*** Opening Stored data ***

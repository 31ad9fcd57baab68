//! Firewall rules for local listener admission
//!
//! Client-side listeners admit or drop inbound TCP connections based on an
//! ordered set of inclusive IPv4 ranges, or a wildcard. Rules are parsed
//! once from configuration and immutable afterwards; a malformed rule is a
//! configuration error, never a runtime one.

use serde::{Deserialize, Serialize};
use std::net::{IpAddr, Ipv4Addr, SocketAddr};
use std::str::FromStr;

/// Firewall rule parse errors
#[derive(Debug, Clone, PartialEq, thiserror::Error)]
pub enum FirewallError {
    #[error("invalid IP address in rule '{0}'")]
    InvalidAddress(String),

    #[error("invalid range '{0}': start is greater than end")]
    InvertedRange(String),
}

/// One inclusive IPv4 range; a single address is a degenerate range
#[derive(Debug, Clone, Copy, PartialEq, Eq)]
pub struct IpRange {
    start: Ipv4Addr,
    end: Ipv4Addr,
}

impl IpRange {
    /// Parse `"a.b.c.d"` or `"a.b.c.d-e.f.g.h"`
    fn parse(s: &str) -> Result<Self, FirewallError> {
        let (start_str, end_str) = match s.split_once('-') {
            Some((start, end)) => (start.trim(), end.trim()),
            None => (s.trim(), s.trim()),
        };

        let start = Ipv4Addr::from_str(start_str)
            .map_err(|_| FirewallError::InvalidAddress(s.to_string()))?;
        let end = Ipv4Addr::from_str(end_str)
            .map_err(|_| FirewallError::InvalidAddress(s.to_string()))?;

        if u32::from(start) > u32::from(end) {
            return Err(FirewallError::InvertedRange(s.to_string()));
        }

        Ok(Self { start, end })
    }

    fn contains(&self, ip: &Ipv4Addr) -> bool {
        let bits = u32::from(*ip);
        u32::from(self.start) <= bits && bits <= u32::from(self.end)
    }
}

/// Immutable admission rules for one local listener
///
/// An empty rule set, or any entry equal to `*`, admits every source.
#[derive(Debug, Clone, Default, Serialize, Deserialize, PartialEq)]
pub struct FirewallRules {
    entries: Vec<String>,
    #[serde(skip)]
    allow_all: bool,
    #[serde(skip)]
    ranges: Vec<IpRange>,
}

impl FirewallRules {
    /// Admit everything (no configured rules)
    pub fn allow_all() -> Self {
        Self {
            entries: vec!["*".to_string()],
            allow_all: true,
            ranges: Vec::new(),
        }
    }

    /// Parse rules from configuration entries
    pub fn parse(entries: &[String]) -> Result<Self, FirewallError> {
        let mut allow_all = entries.is_empty();
        let mut ranges = Vec::with_capacity(entries.len());

        for entry in entries {
            if entry.trim() == "*" {
                allow_all = true;
                continue;
            }
            ranges.push(IpRange::parse(entry)?);
        }

        Ok(Self {
            entries: entries.to_vec(),
            allow_all,
            ranges,
        })
    }

    /// Check whether a source address is admitted.
    ///
    /// Non-IPv4 sources (including IPv4-mapped IPv6) match only the
    /// wildcard unless their mapped IPv4 form falls in a range.
    pub fn is_allowed(&self, ip: &IpAddr) -> bool {
        if self.allow_all {
            return true;
        }
        let v4 = match ip {
            IpAddr::V4(v4) => *v4,
            IpAddr::V6(v6) => match v6.to_ipv4_mapped() {
                Some(v4) => v4,
                None => return false,
            },
        };
        self.ranges.iter().any(|range| range.contains(&v4))
    }

    /// Check whether a socket address's source IP is admitted
    pub fn is_socket_allowed(&self, addr: &SocketAddr) -> bool {
        self.is_allowed(&addr.ip())
    }

    /// Rebuild the parsed ranges after deserialization
    pub fn init(&mut self) -> Result<(), FirewallError> {
        let rebuilt = Self::parse(&self.entries)?;
        self.allow_all = rebuilt.allow_all;
        self.ranges = rebuilt.ranges;
        Ok(())
    }

    pub fn entries(&self) -> &[String] {
        &self.entries
    }
}

#[cfg(test)]
mod tests {
    use super::*;
    use std::net::Ipv6Addr;

    fn rules(entries: &[&str]) -> FirewallRules {
        FirewallRules::parse(&entries.iter().map(|s| s.to_string()).collect::<Vec<_>>()).unwrap()
    }

    #[test]
    fn test_range_admission() {
        let rules = rules(&["10.0.0.1-10.0.0.50"]);
        assert!(rules.is_allowed(&IpAddr::V4(Ipv4Addr::new(10, 0, 0, 25))));
        assert!(rules.is_allowed(&IpAddr::V4(Ipv4Addr::new(10, 0, 0, 1))));
        assert!(rules.is_allowed(&IpAddr::V4(Ipv4Addr::new(10, 0, 0, 50))));
        assert!(!rules.is_allowed(&IpAddr::V4(Ipv4Addr::new(10, 0, 0, 51))));
        assert!(!rules.is_allowed(&IpAddr::V4(Ipv4Addr::new(10, 0, 1, 25))));
    }

    #[test]
    fn test_wildcard_admits_everything() {
        let rules = rules(&["*"]);
        assert!(rules.is_allowed(&IpAddr::V4(Ipv4Addr::new(203, 0, 113, 9))));
        assert!(rules.is_allowed(&IpAddr::V6(Ipv6Addr::LOCALHOST)));
    }

    #[test]
    fn test_empty_rules_admit_everything() {
        let rules = FirewallRules::parse(&[]).unwrap();
        assert!(rules.is_allowed(&IpAddr::V4(Ipv4Addr::new(192, 0, 2, 1))));
    }

    #[test]
    fn test_single_address_rule() {
        let rules = rules(&["192.168.1.100"]);
        assert!(rules.is_allowed(&IpAddr::V4(Ipv4Addr::new(192, 168, 1, 100))));
        assert!(!rules.is_allowed(&IpAddr::V4(Ipv4Addr::new(192, 168, 1, 101))));
    }

    #[test]
    fn test_multiple_rules() {
        let rules = rules(&["10.0.0.1-10.0.0.50", "192.168.1.1"]);
        assert!(rules.is_allowed(&IpAddr::V4(Ipv4Addr::new(10, 0, 0, 30))));
        assert!(rules.is_allowed(&IpAddr::V4(Ipv4Addr::new(192, 168, 1, 1))));
        assert!(!rules.is_allowed(&IpAddr::V4(Ipv4Addr::new(172, 16, 0, 1))));
    }

    #[test]
    fn test_ipv6_rejected_without_wildcard() {
        let rules = rules(&["10.0.0.0-10.255.255.255"]);
        assert!(!rules.is_allowed(&IpAddr::V6(Ipv6Addr::LOCALHOST)));
    }

    #[test]
    fn test_ipv4_mapped_ipv6_matches_range() {
        let rules = rules(&["10.0.0.1-10.0.0.50"]);
        let mapped = Ipv4Addr::new(10, 0, 0, 25).to_ipv6_mapped();
        assert!(rules.is_allowed(&IpAddr::V6(mapped)));
    }

    #[test]
    fn test_invalid_address() {
        let result = FirewallRules::parse(&["not-an-ip".to_string()]);
        assert!(matches!(result, Err(FirewallError::InvalidAddress(_))));
    }

    #[test]
    fn test_inverted_range() {
        let result = FirewallRules::parse(&["10.0.0.50-10.0.0.1".to_string()]);
        assert!(matches!(result, Err(FirewallError::InvertedRange(_))));
    }

    #[test]
    fn test_socket_addr_admission() {
        let rules = rules(&["10.0.0.1-10.0.0.50"]);
        let allowed: SocketAddr = "10.0.0.25:5021".parse().unwrap();
        let denied: SocketAddr = "10.0.0.51:5021".parse().unwrap();
        assert!(rules.is_socket_allowed(&allowed));
        assert!(!rules.is_socket_allowed(&denied));
    }

    #[test]
    fn test_init_after_deserialization() {
        let rules = rules(&["10.0.0.1-10.0.0.50"]);
        let json = serde_json::to_string(&rules).unwrap();
        let mut restored: FirewallRules = serde_json::from_str(&json).unwrap();
        restored.init().unwrap();
        assert!(restored.is_allowed(&IpAddr::V4(Ipv4Addr::new(10, 0, 0, 25))));
        assert!(!restored.is_allowed(&IpAddr::V4(Ipv4Addr::new(10, 0, 0, 51))));
    }
}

*** Closing Stored data ***

◆ Exercise description ◆
Scan the records above line by line, counting those where the word "struct" appears, and give the count alone.

◆ Task solution ◆
2